In the end, the finalists and winner were announced as follows:
| # | Contestant | % |
| 1 | Cristina Eustace | 33.37% |
| 2 | Samuel Colon | 26.99% |
| 3 | Yaindhi Alvarez | 20.94% |
| 4 | Jonathan Rios | 18.70% |

==Controversies==
- Contestant Magdalena León was dumped by her boyfriend during the show when, allegedly, she kissed several contestants at the studio/house.
- Contestant Diana Mercado was heavily criticized by fellow contestants Luis Javier Chávez and Yaindhi Alvarez, for not performing their duets as rehearsed resulting in unfavorable evaluations to the latter.
- Some feuds between Puerto Rican contestants Jonathan Ríos and Jometh Andujar rose during the final weeks. These were due to Jonathan not waking up in time during a weekend the group had in a hotel.

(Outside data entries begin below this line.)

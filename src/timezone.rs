//! Resolves the server's configured timezone.

use time::{Date, OffsetDateTime, UtcOffset};
use time_tz::{Offset, TimeZone};

use crate::Error;

/// The current UTC offset of `canonical_timezone`, e.g. "Pacific/Auckland",
/// or `None` if the name is not a known timezone.
pub fn get_local_offset(canonical_timezone: &str) -> Option<UtcOffset> {
    time_tz::timezones::get_by_name(canonical_timezone)
        .map(|tz| tz.get_offset_utc(&OffsetDateTime::now_utc()).to_utc())
}

/// Today's date in `canonical_timezone`.
///
/// # Errors
///
/// Returns [Error::InvalidTimezoneError] if the timezone is not known.
pub fn get_local_today(canonical_timezone: &str) -> Result<Date, Error> {
    let offset = get_local_offset(canonical_timezone)
        .ok_or_else(|| Error::InvalidTimezoneError(canonical_timezone.to_owned()))?;

    Ok(OffsetDateTime::now_utc().to_offset(offset).date())
}

#[cfg(test)]
mod tests {
    use time::{OffsetDateTime, UtcOffset};

    use crate::Error;

    use super::{get_local_offset, get_local_today};

    #[test]
    fn utc_has_zero_offset() {
        assert_eq!(get_local_offset("Etc/UTC"), Some(UtcOffset::UTC));
    }

    #[test]
    fn unknown_timezone_has_no_offset() {
        assert_eq!(get_local_offset("Middle/Earth"), None);
    }

    #[test]
    fn today_in_utc() {
        assert_eq!(
            get_local_today("Etc/UTC"),
            Ok(OffsetDateTime::now_utc().date())
        );
    }

    #[test]
    fn today_fails_for_unknown_timezone() {
        assert_eq!(
            get_local_today("Middle/Earth"),
            Err(Error::InvalidTimezoneError("Middle/Earth".to_owned()))
        );
    }
}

- A week before the final show, Yuri, who had served as host of the show for the past three years, was surprisingly fired by the producers. Apparently, Univision wasn't happy with the fact that she wouldn't be on time for the rehearsals for the final show. She has denied this and has said that she found out about the decision through an e-mail.
- The same week, allegations of fixes in the results grew heavier when a television ad appeared on YouTube showing the four finalists, two weeks prior to their selection. The advertisement was part of a product campaign for PepsiCo and the producers of the show have denied providing them with any voting result.